TASK PROMPT
Reproduce the data, keeping every word exactly as it is.

PROVIDED MATERIAL
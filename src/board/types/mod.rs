//! Core rules-engine types.
//!
//! - `PieceKind`, `Team` and `Piece` - what occupies a square
//! - `Square` - checked board coordinate
//! - `SpecialMove` and `MoveSet` - generation results

mod moves;
mod piece;
mod square;

pub use moves::{MoveSet, SpecialMove, TaggedMove};
pub use piece::{Piece, PieceKind, Team};
pub use square::{format_squares, parse_squares, Square};
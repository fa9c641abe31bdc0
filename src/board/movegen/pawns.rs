use super::super::{Board, MoveSet, Piece, SpecialMove, Square, Team};

impl Board {
    pub(crate) fn generate_pawn_moves(&self, from: Square, pawn: Piece, moves: &mut MoveSet) {
        let dir = pawn.team.pawn_direction();

        if let Some(one) = from.offset(0, dir) {
            if self.is_empty(one) {
                push_pawn_move(one, pawn.team, moves);
                if !pawn.has_moved {
                    if let Some(two) = from.offset(0, 2 * dir) {
                        if self.is_empty(two) {
                            push_pawn_move(two, pawn.team, moves);
                        }
                    }
                }
            }
        }

        // captures only onto enemy-occupied squares
        for df in [1, -1] {
            if let Some(target) = from.offset(df, dir) {
                if self.get(target).is_some_and(|p| p.is_enemy_of(pawn.team)) {
                    push_pawn_move(target, pawn.team, moves);
                }
            }
        }
    }
}

fn push_pawn_move(to: Square, team: Team, moves: &mut MoveSet) {
    if to.rank() == team.promotion_rank() {
        moves.push_special(to, SpecialMove::Promotion);
    } else {
        moves.push(to);
    }
}
use super::super::{Board, MoveSet, Square, Team};

const KNIGHT_OFFSETS: [(i8, i8); 8] = [
    (1, -2),
    (-1, -2),
    (1, 2),
    (-1, 2),
    (2, -1),
    (-2, -1),
    (2, 1),
    (-2, 1),
];

impl Board {
    pub(crate) fn generate_knight_moves(&self, from: Square, team: Team, moves: &mut MoveSet) {
        for (df, dr) in KNIGHT_OFFSETS {
            if let Some(to) = from.offset(df, dr) {
                self.push_if_available(to, team, moves);
            }
        }
    }
}
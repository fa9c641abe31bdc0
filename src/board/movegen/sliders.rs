use super::super::{Board, MoveSet, Square, Team};

pub(crate) const ROOK: &[(i8, i8)] = &[(0, -1), (1, 0), (0, 1), (-1, 0)];
pub(crate) const BISHOP: &[(i8, i8)] = &[(-1, -1), (1, -1), (1, 1), (-1, 1)];
pub(crate) const QUEEN: &[(i8, i8)] = &[
    (-1, -1),
    (0, -1),
    (1, -1),
    (1, 0),
    (1, 1),
    (0, 1),
    (-1, 1),
    (-1, 0),
];

impl Board {
    pub(crate) fn generate_slider_moves(
        &self,
        from: Square,
        team: Team,
        directions: &[(i8, i8)],
        moves: &mut MoveSet,
    ) {
        for &(df, dr) in directions {
            self.trace_ray(from, team, df, dr, moves);
        }
    }

    /// Walk outward until the board edge or the first occupied square, which
    /// is included only when it holds an enemy piece.
    fn trace_ray(&self, from: Square, team: Team, df: i8, dr: i8, moves: &mut MoveSet) {
        let mut current = from;
        while let Some(next) = current.offset(df, dr) {
            match self.get(next) {
                None => moves.push(next),
                Some(occupant) => {
                    if occupant.is_enemy_of(team) {
                        moves.push(next);
                    }
                    break;
                }
            }
            current = next;
        }
    }
}
//! Phone number normalization.
//!
//! Operators type numbers with spaces, dashes or a leading `+`; the roster
//! stores bare digits.

/// Number of digits in a valid phone number.
pub const PHONE_DIGITS: usize = 10;

/// Keep only the ASCII digits of `raw`.
pub fn normalize_phone(raw: &str) -> String {
    raw.chars().filter(char::is_ascii_digit).collect()
}

/// Whether `phone` is exactly [`PHONE_DIGITS`] ASCII digits.
pub fn is_valid_phone(phone: &str) -> bool {
    phone.len() == PHONE_DIGITS && phone.bytes().all(|b| b.is_ascii_digit())
}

WRITTEN RESPONSE
filename src/board/types/mod.rs
//! Core rules-engine types.
//!
//! - `PieceKind`, `Team` and `Piece` - what occupies a square
//! - `Square` - checked board coordinate
//! - `SpecialMove` and `MoveSet` - generation results

mod moves;
mod piece;
mod square;

pub use moves::{MoveSet, SpecialMove, TaggedMove};
pub use piece::{Piece, PieceKind, Team};
pub use square::{format_squares, parse_squares, Square};
repository fa9c641abe31bdc0
filename src/board/movegen/pawns.rs
use super::super::{Board, MoveSet, Piece, SpecialMove, Square, Team};

impl Board {
    pub(crate) fn generate_pawn_moves(&self, from: Square, pawn: Piece, moves: &mut MoveSet) {
        let dir = pawn.team.pawn_direction();

        if let Some(one) = from.offset(0, dir) {
            if self.is_empty(one) {
                push_pawn_move(one, pawn.team, moves);
                if !pawn.has_moved {
                    if let Some(two) = from.offset(0, 2 * dir) {
                        if self.is_empty(two) {
                            push_pawn_move(two, pawn.team, moves);
                        }
                    }
                }
            }
        }

        // captures only onto enemy-occupied squares
        for df in [1, -1] {
            if let Some(target) = from.offset(df, dir) {
                if self.get(target).is_some_and(|p| p.is_enemy_of(pawn.team)) {
                    push_pawn_move(target, pawn.team, moves);
                }
            }
        }
    }
}

fn push_pawn_move(to: Square, team: Team, moves: &mut MoveSet) {
    if to.rank() == team.promotion_rank() {
        moves.push_special(to, SpecialMove::Promotion);
    } else {
        moves.push(to);
    }
}
use super::super::{Board, MoveSet, Square, Team};

const KNIGHT_OFFSETS: [(i8, i8); 8] = [
    (1, -2),
    (-1, -2),
    (1, 2),
    (-1, 2),
    (2, -1),
    (-2, -1),
    (2, 1),
    (-2, 1),
];

impl Board {
    pub(crate) fn generate_knight_moves(&self, from: Square, team: Team, moves: &mut MoveSet) {
        for (df, dr) in KNIGHT_OFFSETS {
            if let Some(to) = from.offset(df, dr) {
                self.push_if_available(to, team, moves);
            }
        }
    }
}
repository fa9c641abe31bdc0
filename src/board/movegen/sliders.rs
use super::super::{Board, MoveSet, Square, Team};

pub(crate) const ROOK: &[(i8, i8)] = &[(0, -1), (1, 0), (0, 1), (-1, 0)];
pub(crate) const BISHOP: &[(i8, i8)] = &[(-1, -1), (1, -1), (1, 1), (-1, 1)];
pub(crate) const QUEEN: &[(i8, i8)] = &[
    (-1, -1),
    (0, -1),
    (1, -1),
    (1, 0),
    (1, 1),
    (0, 1),
    (-1, 1),
    (-1, 0),
];

impl Board {
    pub(crate) fn generate_slider_moves(
        &self,
        from: Square,
        team: Team,
        directions: &[(i8, i8)],
        moves: &mut MoveSet,
    ) {
        for &(df, dr) in directions {
            self.trace_ray(from, team, df, dr, moves);
        }
    }

    /// Walk outward until the board edge or the first occupied square, which
    /// is included only when it holds an enemy piece.
    fn trace_ray(&self, from: Square, team: Team, df: i8, dr: i8, moves: &mut MoveSet) {
        let mut current = from;
        while let Some(next) = current.offset(df, dr) {
            match self.get(next) {
                None => moves.push(next),
                Some(occupant) => {
                    if occupant.is_enemy_of(team) {
                        moves.push(next);
                    }
                    break;
                }
            }
            current = next;
        }
    }
}
//! Phone number normalization.
//!
//! Operators type numbers with spaces, dashes or a leading `+`; the roster
//! stores bare digits.

/// Number of digits in a valid phone number.
pub const PHONE_DIGITS: usize = 10;

/// Keep only the ASCII digits of `raw`.
pub fn normalize_phone(raw: &str) -> String {
    raw.chars().filter(char::is_ascii_digit).collect()
}

/// Whether `phone` is exactly [`PHONE_DIGITS`] ASCII digits.
pub fn is_valid_phone(phone: &str) -> bool {
    phone.len() == PHONE_DIGITS && phone.bytes().all(|b| b.is_ascii_digit())
}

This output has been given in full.